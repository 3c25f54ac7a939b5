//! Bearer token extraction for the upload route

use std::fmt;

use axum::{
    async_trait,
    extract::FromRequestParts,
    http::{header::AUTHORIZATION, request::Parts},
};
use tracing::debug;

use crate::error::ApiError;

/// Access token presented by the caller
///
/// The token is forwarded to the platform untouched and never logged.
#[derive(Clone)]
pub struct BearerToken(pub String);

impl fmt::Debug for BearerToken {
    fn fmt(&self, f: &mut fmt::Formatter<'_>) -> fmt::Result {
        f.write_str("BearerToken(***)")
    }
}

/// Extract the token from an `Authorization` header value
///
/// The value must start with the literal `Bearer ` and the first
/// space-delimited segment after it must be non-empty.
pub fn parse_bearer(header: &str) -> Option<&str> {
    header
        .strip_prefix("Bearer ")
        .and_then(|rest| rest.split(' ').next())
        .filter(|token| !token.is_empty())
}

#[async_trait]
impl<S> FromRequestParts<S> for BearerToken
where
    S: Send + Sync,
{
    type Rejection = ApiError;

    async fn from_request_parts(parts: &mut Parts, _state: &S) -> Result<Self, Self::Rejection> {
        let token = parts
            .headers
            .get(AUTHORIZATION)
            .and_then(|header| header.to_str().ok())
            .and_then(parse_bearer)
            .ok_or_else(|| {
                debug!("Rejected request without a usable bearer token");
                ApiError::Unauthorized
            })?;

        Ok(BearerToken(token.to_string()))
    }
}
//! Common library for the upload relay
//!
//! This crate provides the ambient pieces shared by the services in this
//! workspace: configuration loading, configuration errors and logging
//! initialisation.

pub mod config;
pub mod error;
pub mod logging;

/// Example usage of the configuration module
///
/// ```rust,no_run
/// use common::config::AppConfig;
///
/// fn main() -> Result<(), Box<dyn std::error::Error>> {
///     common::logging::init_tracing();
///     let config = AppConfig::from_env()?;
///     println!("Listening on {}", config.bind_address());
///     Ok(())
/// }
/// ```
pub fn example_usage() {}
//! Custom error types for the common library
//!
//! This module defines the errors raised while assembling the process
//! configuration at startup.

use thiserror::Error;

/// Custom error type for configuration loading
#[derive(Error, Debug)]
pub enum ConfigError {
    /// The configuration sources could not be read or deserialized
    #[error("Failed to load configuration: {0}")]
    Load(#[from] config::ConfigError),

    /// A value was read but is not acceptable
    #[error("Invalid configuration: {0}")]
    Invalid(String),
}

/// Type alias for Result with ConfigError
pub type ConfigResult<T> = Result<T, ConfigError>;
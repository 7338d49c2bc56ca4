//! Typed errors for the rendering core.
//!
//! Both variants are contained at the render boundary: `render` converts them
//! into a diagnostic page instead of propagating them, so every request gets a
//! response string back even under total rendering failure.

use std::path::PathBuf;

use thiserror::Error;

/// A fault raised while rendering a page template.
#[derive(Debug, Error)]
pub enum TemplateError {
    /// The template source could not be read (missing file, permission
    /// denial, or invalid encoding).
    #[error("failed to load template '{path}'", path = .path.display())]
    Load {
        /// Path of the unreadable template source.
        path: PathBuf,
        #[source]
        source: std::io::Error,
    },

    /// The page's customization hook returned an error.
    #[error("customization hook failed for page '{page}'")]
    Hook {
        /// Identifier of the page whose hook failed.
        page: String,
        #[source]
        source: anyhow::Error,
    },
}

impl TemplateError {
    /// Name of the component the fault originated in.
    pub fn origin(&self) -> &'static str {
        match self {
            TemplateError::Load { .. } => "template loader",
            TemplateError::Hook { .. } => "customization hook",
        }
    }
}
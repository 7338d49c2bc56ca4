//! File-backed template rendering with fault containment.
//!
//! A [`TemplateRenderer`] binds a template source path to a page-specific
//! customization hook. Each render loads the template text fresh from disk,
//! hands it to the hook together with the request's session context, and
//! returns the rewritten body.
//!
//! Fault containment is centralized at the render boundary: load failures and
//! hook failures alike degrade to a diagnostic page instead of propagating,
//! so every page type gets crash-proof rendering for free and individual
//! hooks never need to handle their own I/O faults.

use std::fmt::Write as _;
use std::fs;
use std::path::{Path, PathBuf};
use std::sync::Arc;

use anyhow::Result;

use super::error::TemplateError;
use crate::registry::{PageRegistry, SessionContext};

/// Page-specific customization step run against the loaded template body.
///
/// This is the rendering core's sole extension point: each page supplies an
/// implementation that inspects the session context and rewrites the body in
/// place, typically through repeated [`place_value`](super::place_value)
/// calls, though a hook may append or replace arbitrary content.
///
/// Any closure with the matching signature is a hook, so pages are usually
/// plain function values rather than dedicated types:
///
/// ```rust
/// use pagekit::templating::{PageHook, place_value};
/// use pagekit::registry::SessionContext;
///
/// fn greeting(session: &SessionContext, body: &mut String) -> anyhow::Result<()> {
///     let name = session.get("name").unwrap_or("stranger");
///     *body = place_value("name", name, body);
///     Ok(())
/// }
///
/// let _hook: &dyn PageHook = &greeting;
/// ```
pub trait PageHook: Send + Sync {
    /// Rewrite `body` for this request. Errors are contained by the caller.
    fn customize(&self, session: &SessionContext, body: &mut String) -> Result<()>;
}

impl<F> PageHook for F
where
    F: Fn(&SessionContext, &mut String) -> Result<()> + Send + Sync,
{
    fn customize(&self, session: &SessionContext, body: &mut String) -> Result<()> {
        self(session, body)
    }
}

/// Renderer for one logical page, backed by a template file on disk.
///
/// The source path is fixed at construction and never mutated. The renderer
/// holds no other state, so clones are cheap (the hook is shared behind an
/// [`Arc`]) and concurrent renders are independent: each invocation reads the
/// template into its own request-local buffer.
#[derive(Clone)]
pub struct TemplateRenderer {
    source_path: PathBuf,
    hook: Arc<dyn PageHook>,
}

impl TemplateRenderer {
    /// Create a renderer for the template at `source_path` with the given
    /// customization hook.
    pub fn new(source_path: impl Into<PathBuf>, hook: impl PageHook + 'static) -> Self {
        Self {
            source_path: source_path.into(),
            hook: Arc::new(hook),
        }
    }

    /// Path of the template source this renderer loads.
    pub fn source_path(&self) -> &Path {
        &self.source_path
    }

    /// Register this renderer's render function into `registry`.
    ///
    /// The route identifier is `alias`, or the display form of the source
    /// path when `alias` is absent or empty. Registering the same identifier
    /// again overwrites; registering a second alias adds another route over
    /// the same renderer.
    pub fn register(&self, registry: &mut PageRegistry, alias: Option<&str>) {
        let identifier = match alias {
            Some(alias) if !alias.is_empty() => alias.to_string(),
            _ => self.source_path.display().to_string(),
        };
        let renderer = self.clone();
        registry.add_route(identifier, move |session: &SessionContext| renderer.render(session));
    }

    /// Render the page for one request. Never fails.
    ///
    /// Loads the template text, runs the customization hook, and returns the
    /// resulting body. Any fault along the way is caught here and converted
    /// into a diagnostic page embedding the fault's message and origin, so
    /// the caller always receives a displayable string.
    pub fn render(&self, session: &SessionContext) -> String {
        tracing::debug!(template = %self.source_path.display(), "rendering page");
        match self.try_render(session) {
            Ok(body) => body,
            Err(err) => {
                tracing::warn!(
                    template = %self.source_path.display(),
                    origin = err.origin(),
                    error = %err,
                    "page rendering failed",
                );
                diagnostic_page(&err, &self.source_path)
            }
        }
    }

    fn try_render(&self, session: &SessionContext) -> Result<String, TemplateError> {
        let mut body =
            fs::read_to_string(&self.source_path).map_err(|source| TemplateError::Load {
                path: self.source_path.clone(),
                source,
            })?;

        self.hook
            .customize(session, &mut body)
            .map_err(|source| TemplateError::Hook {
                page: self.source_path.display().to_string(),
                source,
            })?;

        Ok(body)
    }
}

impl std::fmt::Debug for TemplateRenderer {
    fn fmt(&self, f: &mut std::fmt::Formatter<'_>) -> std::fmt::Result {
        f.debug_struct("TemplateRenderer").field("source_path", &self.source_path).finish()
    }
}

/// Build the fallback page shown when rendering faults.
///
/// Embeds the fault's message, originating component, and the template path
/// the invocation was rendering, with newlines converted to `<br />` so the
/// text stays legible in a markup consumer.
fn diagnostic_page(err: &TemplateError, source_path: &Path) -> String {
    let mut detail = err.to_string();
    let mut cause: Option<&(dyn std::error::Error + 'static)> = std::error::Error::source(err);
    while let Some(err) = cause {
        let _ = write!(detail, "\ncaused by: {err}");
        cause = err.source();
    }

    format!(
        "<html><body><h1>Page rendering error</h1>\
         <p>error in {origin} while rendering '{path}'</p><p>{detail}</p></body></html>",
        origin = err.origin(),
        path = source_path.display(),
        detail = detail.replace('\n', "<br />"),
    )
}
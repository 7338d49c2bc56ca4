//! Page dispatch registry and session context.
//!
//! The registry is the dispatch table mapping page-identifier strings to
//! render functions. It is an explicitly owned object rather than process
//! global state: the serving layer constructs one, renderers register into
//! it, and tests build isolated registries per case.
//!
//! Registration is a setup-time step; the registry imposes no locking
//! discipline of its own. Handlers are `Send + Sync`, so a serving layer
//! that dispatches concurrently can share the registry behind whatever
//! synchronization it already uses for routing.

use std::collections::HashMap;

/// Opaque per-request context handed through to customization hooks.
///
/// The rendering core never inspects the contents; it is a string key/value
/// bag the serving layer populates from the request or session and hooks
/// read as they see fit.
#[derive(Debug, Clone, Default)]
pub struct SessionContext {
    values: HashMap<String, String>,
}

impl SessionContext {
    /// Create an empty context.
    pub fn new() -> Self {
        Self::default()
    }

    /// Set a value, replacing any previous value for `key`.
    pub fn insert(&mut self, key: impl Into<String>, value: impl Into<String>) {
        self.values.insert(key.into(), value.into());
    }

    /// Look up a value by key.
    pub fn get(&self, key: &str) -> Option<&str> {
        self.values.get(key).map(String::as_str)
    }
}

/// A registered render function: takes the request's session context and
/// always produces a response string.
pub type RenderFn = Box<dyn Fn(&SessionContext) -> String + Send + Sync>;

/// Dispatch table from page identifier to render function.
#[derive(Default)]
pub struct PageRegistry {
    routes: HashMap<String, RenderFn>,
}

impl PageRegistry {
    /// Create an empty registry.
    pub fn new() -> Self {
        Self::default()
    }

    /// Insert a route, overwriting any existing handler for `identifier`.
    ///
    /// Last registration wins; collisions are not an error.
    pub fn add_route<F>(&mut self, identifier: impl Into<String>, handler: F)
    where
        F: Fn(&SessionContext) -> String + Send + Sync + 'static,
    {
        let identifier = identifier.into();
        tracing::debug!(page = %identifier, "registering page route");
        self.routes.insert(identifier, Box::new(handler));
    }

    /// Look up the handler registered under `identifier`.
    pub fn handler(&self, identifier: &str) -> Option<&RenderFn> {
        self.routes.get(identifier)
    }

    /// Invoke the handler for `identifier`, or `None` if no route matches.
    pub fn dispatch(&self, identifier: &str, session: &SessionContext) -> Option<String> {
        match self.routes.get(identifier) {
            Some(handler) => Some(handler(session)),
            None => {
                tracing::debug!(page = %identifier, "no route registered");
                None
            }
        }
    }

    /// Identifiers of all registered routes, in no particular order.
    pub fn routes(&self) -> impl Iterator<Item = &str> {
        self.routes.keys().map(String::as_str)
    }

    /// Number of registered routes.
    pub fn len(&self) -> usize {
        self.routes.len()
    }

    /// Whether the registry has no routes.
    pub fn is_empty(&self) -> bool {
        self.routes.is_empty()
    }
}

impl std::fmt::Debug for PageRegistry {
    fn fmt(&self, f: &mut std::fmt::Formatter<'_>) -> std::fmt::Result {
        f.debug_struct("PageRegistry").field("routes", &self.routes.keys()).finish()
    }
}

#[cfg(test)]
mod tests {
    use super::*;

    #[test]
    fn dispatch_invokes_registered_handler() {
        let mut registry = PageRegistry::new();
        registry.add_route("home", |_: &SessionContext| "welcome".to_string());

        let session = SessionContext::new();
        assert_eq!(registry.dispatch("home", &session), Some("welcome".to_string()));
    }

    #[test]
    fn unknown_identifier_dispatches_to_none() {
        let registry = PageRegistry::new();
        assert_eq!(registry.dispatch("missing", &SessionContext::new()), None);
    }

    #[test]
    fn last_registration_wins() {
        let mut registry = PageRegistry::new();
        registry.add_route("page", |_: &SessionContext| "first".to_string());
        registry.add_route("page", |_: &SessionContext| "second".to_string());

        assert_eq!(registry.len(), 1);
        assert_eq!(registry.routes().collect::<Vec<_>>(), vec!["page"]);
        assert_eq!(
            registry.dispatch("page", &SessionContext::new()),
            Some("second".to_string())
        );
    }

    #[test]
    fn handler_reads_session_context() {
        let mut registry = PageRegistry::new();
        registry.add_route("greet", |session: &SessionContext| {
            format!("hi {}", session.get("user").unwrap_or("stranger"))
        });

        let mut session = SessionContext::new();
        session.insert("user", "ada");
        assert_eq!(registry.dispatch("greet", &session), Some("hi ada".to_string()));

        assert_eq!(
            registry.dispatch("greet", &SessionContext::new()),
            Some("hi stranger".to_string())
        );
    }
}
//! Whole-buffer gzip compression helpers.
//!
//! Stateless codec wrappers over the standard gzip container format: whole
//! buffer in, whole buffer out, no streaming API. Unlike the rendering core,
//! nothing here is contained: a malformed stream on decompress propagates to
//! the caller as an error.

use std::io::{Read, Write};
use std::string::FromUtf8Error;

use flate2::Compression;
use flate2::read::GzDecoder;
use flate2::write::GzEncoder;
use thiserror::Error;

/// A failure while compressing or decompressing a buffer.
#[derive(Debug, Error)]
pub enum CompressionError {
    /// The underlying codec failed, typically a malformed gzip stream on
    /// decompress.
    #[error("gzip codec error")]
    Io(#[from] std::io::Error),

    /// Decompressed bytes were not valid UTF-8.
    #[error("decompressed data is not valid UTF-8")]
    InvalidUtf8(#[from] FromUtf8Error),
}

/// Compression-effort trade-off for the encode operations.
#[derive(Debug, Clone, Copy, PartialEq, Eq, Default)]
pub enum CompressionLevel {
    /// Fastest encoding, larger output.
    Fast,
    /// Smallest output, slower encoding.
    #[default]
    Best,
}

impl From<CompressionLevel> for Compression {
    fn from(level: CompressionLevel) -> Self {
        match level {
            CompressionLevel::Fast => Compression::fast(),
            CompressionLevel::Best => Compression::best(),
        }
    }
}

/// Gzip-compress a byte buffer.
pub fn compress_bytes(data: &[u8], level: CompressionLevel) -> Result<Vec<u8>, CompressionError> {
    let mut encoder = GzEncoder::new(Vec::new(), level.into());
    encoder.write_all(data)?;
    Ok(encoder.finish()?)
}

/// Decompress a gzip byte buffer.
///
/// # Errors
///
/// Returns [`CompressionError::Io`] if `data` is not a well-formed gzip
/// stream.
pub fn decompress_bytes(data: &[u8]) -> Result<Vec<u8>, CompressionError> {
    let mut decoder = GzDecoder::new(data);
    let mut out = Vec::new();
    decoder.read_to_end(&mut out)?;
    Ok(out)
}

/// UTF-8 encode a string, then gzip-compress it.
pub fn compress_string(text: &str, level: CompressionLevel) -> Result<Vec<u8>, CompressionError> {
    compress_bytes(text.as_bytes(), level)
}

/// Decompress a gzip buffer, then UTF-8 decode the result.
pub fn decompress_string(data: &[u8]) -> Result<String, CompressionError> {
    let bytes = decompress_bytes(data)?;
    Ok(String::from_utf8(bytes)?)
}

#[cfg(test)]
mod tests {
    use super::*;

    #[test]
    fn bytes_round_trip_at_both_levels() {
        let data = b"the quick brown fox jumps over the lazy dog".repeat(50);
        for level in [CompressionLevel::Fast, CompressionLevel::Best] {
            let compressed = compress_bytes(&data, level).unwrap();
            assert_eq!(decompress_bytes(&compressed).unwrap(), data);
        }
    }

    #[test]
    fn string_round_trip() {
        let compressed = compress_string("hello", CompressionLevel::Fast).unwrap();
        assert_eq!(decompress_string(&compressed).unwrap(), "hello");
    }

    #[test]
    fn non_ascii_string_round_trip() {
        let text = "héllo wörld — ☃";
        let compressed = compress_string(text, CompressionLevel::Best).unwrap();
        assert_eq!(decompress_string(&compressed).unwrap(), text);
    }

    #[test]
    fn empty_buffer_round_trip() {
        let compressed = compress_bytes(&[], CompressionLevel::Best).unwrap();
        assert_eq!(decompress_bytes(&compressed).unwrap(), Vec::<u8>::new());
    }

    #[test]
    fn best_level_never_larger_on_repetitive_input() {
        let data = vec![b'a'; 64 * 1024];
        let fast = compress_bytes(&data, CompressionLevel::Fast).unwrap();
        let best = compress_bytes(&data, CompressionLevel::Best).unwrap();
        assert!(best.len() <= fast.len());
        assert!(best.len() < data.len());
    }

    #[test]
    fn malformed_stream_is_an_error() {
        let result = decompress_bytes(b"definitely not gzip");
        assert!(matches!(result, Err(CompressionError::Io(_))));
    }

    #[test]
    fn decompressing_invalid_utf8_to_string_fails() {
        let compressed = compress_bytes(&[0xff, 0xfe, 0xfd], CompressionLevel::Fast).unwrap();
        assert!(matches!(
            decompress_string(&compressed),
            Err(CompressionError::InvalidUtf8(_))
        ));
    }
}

---+---

WHAT TO PRODUCE: From the line containing "must be non-empty." down to the line containing "request gets a" in the material above, reproduce every line exactly, including the two end lines.

REPLY TO THE TASK:
/// space-delimited segment after it must be non-empty.
pub fn parse_bearer(header: &str) -> Option<&str> {
    header
        .strip_prefix("Bearer ")
        .and_then(|rest| rest.split(' ').next())
        .filter(|token| !token.is_empty())
}

#[async_trait]
impl<S> FromRequestParts<S> for BearerToken
where
    S: Send + Sync,
{
    type Rejection = ApiError;

    async fn from_request_parts(parts: &mut Parts, _state: &S) -> Result<Self, Self::Rejection> {
        let token = parts
            .headers
            .get(AUTHORIZATION)
            .and_then(|header| header.to_str().ok())
            .and_then(parse_bearer)
            .ok_or_else(|| {
                debug!("Rejected request without a usable bearer token");
                ApiError::Unauthorized
            })?;

        Ok(BearerToken(token.to_string()))
    }
}
//! Common library for the upload relay
//!
//! This crate provides the ambient pieces shared by the services in this
//! workspace: configuration loading, configuration errors and logging
//! initialisation.

pub mod config;
pub mod error;
pub mod logging;

/// Example usage of the configuration module
///
/// ```rust,no_run
/// use common::config::AppConfig;
///
/// fn main() -> Result<(), Box<dyn std::error::Error>> {
///     common::logging::init_tracing();
///     let config = AppConfig::from_env()?;
///     println!("Listening on {}", config.bind_address());
///     Ok(())
/// }
/// ```
pub fn example_usage() {}
//! Custom error types for the common library
//!
//! This module defines the errors raised while assembling the process
//! configuration at startup.

use thiserror::Error;

/// Custom error type for configuration loading
#[derive(Error, Debug)]
pub enum ConfigError {
    /// The configuration sources could not be read or deserialized
    #[error("Failed to load configuration: {0}")]
    Load(#[from] config::ConfigError),

    /// A value was read but is not acceptable
    #[error("Invalid configuration: {0}")]
    Invalid(String),
}

/// Type alias for Result with ConfigError
pub type ConfigResult<T> = Result<T, ConfigError>;
repository 7338d49c2bc56ca4
//! Typed errors for the rendering core.
//!
//! Both variants are contained at the render boundary: `render` converts them
//! into a diagnostic page instead of propagating them, so every request gets a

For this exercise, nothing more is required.